§ About this task: State, as a single number, how many lines in the data below contain "tokio".

(Collected data)
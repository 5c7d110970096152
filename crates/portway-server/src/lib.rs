//! portway-server: tunnel server library.
//!
//! Owns the session/connection registry, the tunnel service operations,
//! the idle-timeout sweeper, and the transport listeners. The binary in
//! `main.rs` wires these together.

pub mod config;
pub mod registry;
pub mod server;
pub mod service;
pub mod sweeper;
pub mod transport;
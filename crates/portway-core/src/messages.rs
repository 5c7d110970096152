//! Wire messages for the tunnel request/response contract.
//!
//! Every operation is a single request/response pair. Responses always carry
//! a `success` flag plus a human-readable `message`; the service never
//! raises across this boundary.

use serde::{Deserialize, Serialize};

/// Sentinel connection id returned when a Connect attempt fails.
pub const NO_CID: i32 = -1;

// ── Requests ─────────────────────────────────────────────────────────

#[derive(Debug, Clone, PartialEq, Serialize, Deserialize)]
pub struct LoginRequest {
    pub username: String,
    pub password: String,
}

/// Session-scoped request (Logout, Monitor).
#[derive(Debug, Clone, Copy, PartialEq, Serialize, Deserialize)]
pub struct SessionRequest {
    pub sid: i32,
}

#[derive(Debug, Clone, PartialEq, Serialize, Deserialize)]
pub struct ConnectRequest {
    pub sid: i32,
    pub address: String,
    pub port: u16,
}

/// Connection-scoped request (Disconnect, Read).
#[derive(Debug, Clone, Copy, PartialEq, Serialize, Deserialize)]
pub struct ConnectionRequest {
    pub sid: i32,
    pub cid: i32,
}

#[derive(Debug, Clone, PartialEq, Serialize, Deserialize)]
pub struct WriteRequest {
    pub sid: i32,
    pub cid: i32,
    pub data: Vec<u8>,
}

#[derive(Debug, Clone, Copy, PartialEq, Serialize, Deserialize)]
pub struct KillSessionRequest {
    pub admin_sid: i32,
    pub sid: i32,
}

#[derive(Debug, Clone, Copy, PartialEq, Serialize, Deserialize)]
pub struct KillConnectionRequest {
    pub admin_sid: i32,
    pub sid: i32,
    pub cid: i32,
}

// ── Responses ────────────────────────────────────────────────────────

/// Bare success/message response (Logout, Version, KillSession).
#[derive(Debug, Clone, PartialEq, Serialize, Deserialize)]
pub struct MinimalResponse {
    pub success: bool,
    pub message: String,
}

impl MinimalResponse {
    pub fn ok(message: impl Into<String>) -> Self {
        Self { success: true, message: message.into() }
    }

    pub fn failure(message: impl Into<String>) -> Self {
        Self { success: false, message: message.into() }
    }
}

#[derive(Debug, Clone, PartialEq, Serialize, Deserialize)]
pub struct LoginResponse {
    pub success: bool,
    pub message: String,
    pub sid: i32,
}

impl LoginResponse {
    pub fn failure(message: impl Into<String>) -> Self {
        Self { success: false, message: message.into(), sid: -1 }
    }
}

#[derive(Debug, Clone, PartialEq, Serialize, Deserialize)]
pub struct ConnectResponse {
    pub success: bool,
    pub message: String,
    pub cid: i32,
    pub connected: bool,
    pub data_available: bool,
}

impl ConnectResponse {
    pub fn failure(message: impl Into<String>) -> Self {
        Self {
            success: false,
            message: message.into(),
            cid: NO_CID,
            connected: false,
            data_available: false,
        }
    }
}

/// Connection-state response (Disconnect, Write, KillConnection).
#[derive(Debug, Clone, PartialEq, Serialize, Deserialize)]
pub struct ConnectionResponse {
    pub success: bool,
    pub message: String,
    pub connected: bool,
    pub data_available: bool,
}

impl ConnectionResponse {
    pub fn failure(message: impl Into<String>) -> Self {
        Self {
            success: false,
            message: message.into(),
            connected: false,
            data_available: false,
        }
    }
}

#[derive(Debug, Clone, PartialEq, Serialize, Deserialize)]
pub struct ReadResponse {
    pub success: bool,
    pub message: String,
    pub connected: bool,
    pub data_available: bool,
    pub data: Vec<u8>,
}

impl ReadResponse {
    pub fn failure(message: impl Into<String>) -> Self {
        Self {
            success: false,
            message: message.into(),
            connected: false,
            data_available: false,
            data: Vec::new(),
        }
    }
}

/// One session as reported by Monitor. The sid is rendered in hex.
#[derive(Debug, Clone, PartialEq, Serialize, Deserialize)]
pub struct SessionRecord {
    pub sid: String,
    pub username: String,
    pub admin: bool,
    /// Logon time, seconds since the Unix epoch.
    pub logon: u64,
    /// Last access time, seconds since the Unix epoch.
    pub last_access: u64,
    pub connections: Vec<ConnectionRecord>,
}

/// One connection as reported by Monitor.
#[derive(Debug, Clone, PartialEq, Serialize, Deserialize)]
pub struct ConnectionRecord {
    pub cid: String,
    pub address: String,
    pub port: u16,
    /// Best-effort reverse-resolved host, `"?"` when unresolved.
    pub host: String,
    pub read_count: u64,
    pub write_count: u64,
    /// Last access time, seconds since the Unix epoch.
    pub last_access: u64,
}

#[derive(Debug, Clone, PartialEq, Serialize, Deserialize)]
pub struct MonitorResponse {
    pub success: bool,
    pub message: String,
    pub sessions: Vec<SessionRecord>,
}

impl MonitorResponse {
    pub fn failure(message: impl Into<String>) -> Self {
        Self { success: false, message: message.into(), sessions: Vec::new() }
    }
}

// ── Envelopes ────────────────────────────────────────────────────────

/// Every request a transport channel can carry.
#[derive(Debug, Clone, PartialEq, Serialize, Deserialize)]
#[serde(tag = "op", content = "body", rename_all = "kebab-case")]
pub enum TunnelRequest {
    Login(LoginRequest),
    Logout(SessionRequest),
    Version,
    Connect(ConnectRequest),
    Disconnect(ConnectionRequest),
    Read(ConnectionRequest),
    Write(WriteRequest),
    Monitor(SessionRequest),
    KillSession(KillSessionRequest),
    KillConnection(KillConnectionRequest),
}

impl TunnelRequest {
    /// Operation name for logs.
    pub fn op(&self) -> &'static str {
        match self {
            Self::Login(_) => "login",
            Self::Logout(_) => "logout",
            Self::Version => "version",
            Self::Connect(_) => "connect",
            Self::Disconnect(_) => "disconnect",
            Self::Read(_) => "read",
            Self::Write(_) => "write",
            Self::Monitor(_) => "monitor",
            Self::KillSession(_) => "kill-session",
            Self::KillConnection(_) => "kill-connection",
        }
    }
}

/// Every response a transport channel can carry.
#[derive(Debug, Clone, PartialEq, Serialize, Deserialize)]
#[serde(tag = "op", content = "body", rename_all = "kebab-case")]
pub enum TunnelResponse {
    Minimal(MinimalResponse),
    Login(LoginResponse),
    Connect(ConnectResponse),
    Connection(ConnectionResponse),
    Read(ReadResponse),
    Monitor(MonitorResponse),
}

impl TunnelResponse {
    /// Response kind for logs and mismatch errors.
    pub fn op(&self) -> &'static str {
        match self {
            Self::Minimal(_) => "minimal",
            Self::Login(_) => "login",
            Self::Connect(_) => "connect",
            Self::Connection(_) => "connection",
            Self::Read(_) => "read",
            Self::Monitor(_) => "monitor",
        }
    }
}
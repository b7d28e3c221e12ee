//! Preview extraction from raw HTML.
//!
//! Each field is derived from an ordered chain of candidate lookups; the first
//! one that yields a non-blank value wins. Nothing here fails: missing data
//! degrades to the configured defaults.

use scraper::{Html, Selector};
use url::Url;

use crate::config::ExtractConfig;
use crate::models::PreviewResult;

type Candidate = fn(&Html) -> Option<String>;

const TITLE_CHAIN: &[Candidate] = &[og_title, twitter_title, title_tag];
const DESCRIPTION_CHAIN: &[Candidate] = &[og_description, twitter_description, meta_description];
const IMAGE_CHAIN: &[Candidate] = &[og_image, twitter_image, image_src_link, first_body_image];

const TITLE_SEPARATORS: &[&str] = &["-", "|", "–", "—", "·"];

/// Build a preview card from `html`. `base_url` is the page URL after
/// redirects; `source_url` is echoed back unchanged.
pub fn extract(
    html: &str,
    base_url: &Url,
    source_url: &str,
    config: &ExtractConfig,
) -> PreviewResult {
    let document = Html::parse_document(html);

    let title = first_non_empty(&document, TITLE_CHAIN)
        .map(|t| collapse_whitespace(&t))
        .map(|t| {
            let site_name = meta_content(&document, "og:site_name");
            let names = config
                .title_suffixes
                .iter()
                .map(String::as_str)
                .chain(site_name.as_deref());
            strip_site_suffix(&t, names)
        })
        .unwrap_or_else(|| config.default_title.clone());

    let description = first_non_empty(&document, DESCRIPTION_CHAIN)
        .map(|d| collapse_whitespace(&d))
        .unwrap_or_else(|| config.default_description.clone());

    // The placeholder is substituted after resolution, never joined to the base.
    let image = first_non_empty(&document, IMAGE_CHAIN)
        .and_then(|raw| resolve_image(&raw, base_url))
        .unwrap_or_else(|| config.placeholder_image.clone());

    PreviewResult::new(title, description, image, source_url.to_string())
}

fn first_non_empty(doc: &Html, chain: &[Candidate]) -> Option<String> {
    chain.iter().find_map(|candidate| {
        candidate(doc)
            .map(|s| s.trim().to_string())
            .filter(|s| !s.is_empty())
    })
}

// ── Candidates ─────────────────────────────────────────────────────────────

fn og_title(doc: &Html) -> Option<String> {
    meta_content(doc, "og:title")
}

fn twitter_title(doc: &Html) -> Option<String> {
    meta_content(doc, "twitter:title")
}

fn title_tag(doc: &Html) -> Option<String> {
    let selector = Selector::parse("title").ok()?;
    doc.select(&selector)
        .next()
        .map(|el| el.text().collect::<String>())
}

fn og_description(doc: &Html) -> Option<String> {
    meta_content(doc, "og:description")
}

fn twitter_description(doc: &Html) -> Option<String> {
    meta_content(doc, "twitter:description")
}

fn meta_description(doc: &Html) -> Option<String> {
    meta_content(doc, "description")
}

fn og_image(doc: &Html) -> Option<String> {
    meta_content(doc, "og:image")
}

fn twitter_image(doc: &Html) -> Option<String> {
    meta_content(doc, "twitter:image").or_else(|| meta_content(doc, "twitter:image:src"))
}

fn image_src_link(doc: &Html) -> Option<String> {
    let selector = Selector::parse(r#"link[rel~="image_src"]"#).ok()?;
    doc.select(&selector)
        .filter_map(|el| el.value().attr("href"))
        .map(str::trim)
        .find(|href| !href.is_empty())
        .map(str::to_string)
}

fn first_body_image(doc: &Html) -> Option<String> {
    let selector = Selector::parse("body img[src]").ok()?;
    doc.select(&selector)
        .filter_map(|el| el.value().attr("src"))
        .map(str::trim)
        .find(|src| !src.is_empty())
        .map(str::to_string)
}

/// `content` of the first non-blank `<meta>` keyed by `key`, matched against
/// either `property` or `name` since sites use both for OG and Twitter tags.
fn meta_content(doc: &Html, key: &str) -> Option<String> {
    let selector =
        Selector::parse(&format!(r#"meta[property="{key}"], meta[name="{key}"]"#)).ok()?;
    doc.select(&selector)
        .filter_map(|el| el.value().attr("content"))
        .map(str::trim)
        .find(|s| !s.is_empty())
        .map(str::to_string)
}

// ── Post-processing ────────────────────────────────────────────────────────

fn collapse_whitespace(s: &str) -> String {
    s.split_whitespace().collect::<Vec<_>>().join(" ")
}

/// Drop a trailing " - SiteName" (or `|`, `–`, `—`, `·`) from `title`.
/// Comparison is ASCII case-insensitive. A title made only of the site name
/// is returned unchanged.
fn strip_site_suffix<'a>(title: &str, site_names: impl IntoIterator<Item = &'a str>) -> String {
    for name in site_names {
        let name = name.trim();
        if name.is_empty() {
            continue;
        }
        for sep in TITLE_SEPARATORS {
            let suffix = format!(" {sep} {name}");
            if title.len() <= suffix.len() {
                continue;
            }
            let cut = title.len() - suffix.len();
            if title.is_char_boundary(cut) && title[cut..].eq_ignore_ascii_case(&suffix) {
                let stripped = title[..cut].trim_end();
                if !stripped.is_empty() {
                    return stripped.to_string();
                }
            }
        }
    }
    title.to_string()
}

/// Make `raw` absolute against `base`. Absolute http(s) values are returned
/// verbatim; anything that cannot be resolved to http(s) yields `None`.
fn resolve_image(raw: &str, base: &Url) -> Option<String> {
    match Url::parse(raw) {
        Ok(absolute) => match absolute.scheme() {
            "http" | "https" => Some(raw.to_string()),
            _ => None,
        },
        Err(url::ParseError::RelativeUrlWithoutBase) => {
            let joined = base.join(raw).ok()?;
            match joined.scheme() {
                "http" | "https" => Some(joined.to_string()),
                _ => None,
            }
        }
        Err(_) => None,
    }
}
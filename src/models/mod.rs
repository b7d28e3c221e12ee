mod link_preview;

pub use link_preview::{PreviewError, PreviewResult};
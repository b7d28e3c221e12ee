use std::sync::Arc;

use axum::routing::get;
use axum_prometheus::PrometheusMetricLayer;
use tracing::info;
use tracing_subscriber::EnvFilter;

use link_preview_server::config::Config;
use link_preview_server::fetch::Fetcher;
use link_preview_server::handlers;
use link_preview_server::state::AppState;

#[tokio::main]
async fn main() {
    // Initialize tracing: JSON in production, human-readable in dev.
    let filter = EnvFilter::try_from_default_env().unwrap_or_else(|_| {
        "link_preview_server=info,tower_http=info"
            .parse()
            .unwrap()
    });

    if std::env::var("APP_ENV").as_deref() == Ok("production") {
        tracing_subscriber::fmt()
            .json()
            .with_env_filter(filter)
            .init();
    } else {
        tracing_subscriber::fmt().with_env_filter(filter).init();
    }

    info!("Link preview server starting...");

    let config = Config::from_env().expect("Failed to load configuration");
    info!(
        timeout = ?config.fetch.timeout,
        max_redirects = config.fetch.max_redirects,
        allow_private_hosts = config.fetch.allow_private_hosts,
        "Configuration loaded"
    );

    if config.fetch.allow_private_hosts && !config.is_dev {
        tracing::warn!("ALLOW_PRIVATE_HOSTS is enabled in production; internal addresses are reachable");
    }

    let fetcher = Fetcher::new(config.fetch.clone()).expect("Failed to build HTTP client");

    let app_state = AppState {
        fetcher,
        extract: Arc::new(config.extract.clone()),
    };

    // Prometheus metrics layer
    let (prometheus_layer, metric_handle) = PrometheusMetricLayer::pair();

    let app = handlers::routes(app_state).route(
        "/metrics",
        get(move || async move { metric_handle.render() }),
    );
    let app = handlers::with_middleware(app).layer(prometheus_layer);

    let addr = config.server_addr();
    info!("Server listening on http://{}", addr);

    let listener = tokio::net::TcpListener::bind(&addr)
        .await
        .expect("Failed to bind to address");

    axum::serve(listener, app)
        .await
        .expect("Server failed to start");
}
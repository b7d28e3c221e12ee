use axum::{
    http::StatusCode,
    response::{IntoResponse, Response},
    Json,
};
use strum::IntoStaticStr;
use thiserror::Error;

use crate::fetch::FetchError;
use crate::models::PreviewError;

/// Every failure the service reports. The variant name is the machine-readable
/// `error` category in the response body.
#[derive(Error, Debug, IntoStaticStr)]
pub enum AppError {
    #[error("{0}")]
    InvalidUrl(String),

    #[error("{message}")]
    UpstreamFetchFailed {
        status: Option<u16>,
        message: String,
    },

    #[error("{0}")]
    UnexpectedContentType(String),

    #[strum(serialize = "InternalError")]
    #[error("{0}")]
    Internal(String),

    #[error("Only GET is supported on this endpoint")]
    MethodNotAllowed,

    #[error("{0}")]
    NotFound(String),
}

impl AppError {
    pub fn category(&self) -> &'static str {
        self.into()
    }

    pub fn status_code(&self) -> StatusCode {
        match self {
            AppError::InvalidUrl(_) => StatusCode::BAD_REQUEST,
            // Propagate the upstream status only when it is itself an error status.
            AppError::UpstreamFetchFailed {
                status: Some(code), ..
            } if (400..=599).contains(code) => {
                StatusCode::from_u16(*code).unwrap_or(StatusCode::INTERNAL_SERVER_ERROR)
            }
            AppError::UpstreamFetchFailed { .. } => StatusCode::INTERNAL_SERVER_ERROR,
            AppError::UnexpectedContentType(_) => StatusCode::INTERNAL_SERVER_ERROR,
            AppError::Internal(_) => StatusCode::INTERNAL_SERVER_ERROR,
            AppError::MethodNotAllowed => StatusCode::METHOD_NOT_ALLOWED,
            AppError::NotFound(_) => StatusCode::NOT_FOUND,
        }
    }
}

impl From<FetchError> for AppError {
    fn from(e: FetchError) -> Self {
        match e {
            FetchError::InvalidUrl(_) | FetchError::BlockedHost(_) => {
                AppError::InvalidUrl(e.to_string())
            }
            FetchError::UnexpectedContentType(_) => AppError::UnexpectedContentType(e.to_string()),
            FetchError::Status { status, .. } => AppError::UpstreamFetchFailed {
                status: Some(status),
                message: e.to_string(),
            },
            FetchError::Resolve { .. }
            | FetchError::Redirect(_)
            | FetchError::Timeout(_)
            | FetchError::Transport(_) => {
                AppError::UpstreamFetchFailed {
                    status: None,
                    message: e.to_string(),
                }
            }
        }
    }
}

impl IntoResponse for AppError {
    fn into_response(self) -> Response {
        let status = self.status_code();

        match &self {
            AppError::Internal(detail) => {
                tracing::error!(detail = %detail, "Internal server error");
            }
            AppError::UpstreamFetchFailed { .. } | AppError::UnexpectedContentType(_) => {
                tracing::warn!(error = %self, status = status.as_u16(), "Preview fetch failed");
            }
            _ => {}
        }

        let body = PreviewError::new(self.category(), self.to_string());
        (status, Json(body)).into_response()
    }
}

pub type AppResult<T> = Result<T, AppError>;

§ Result for this task: 2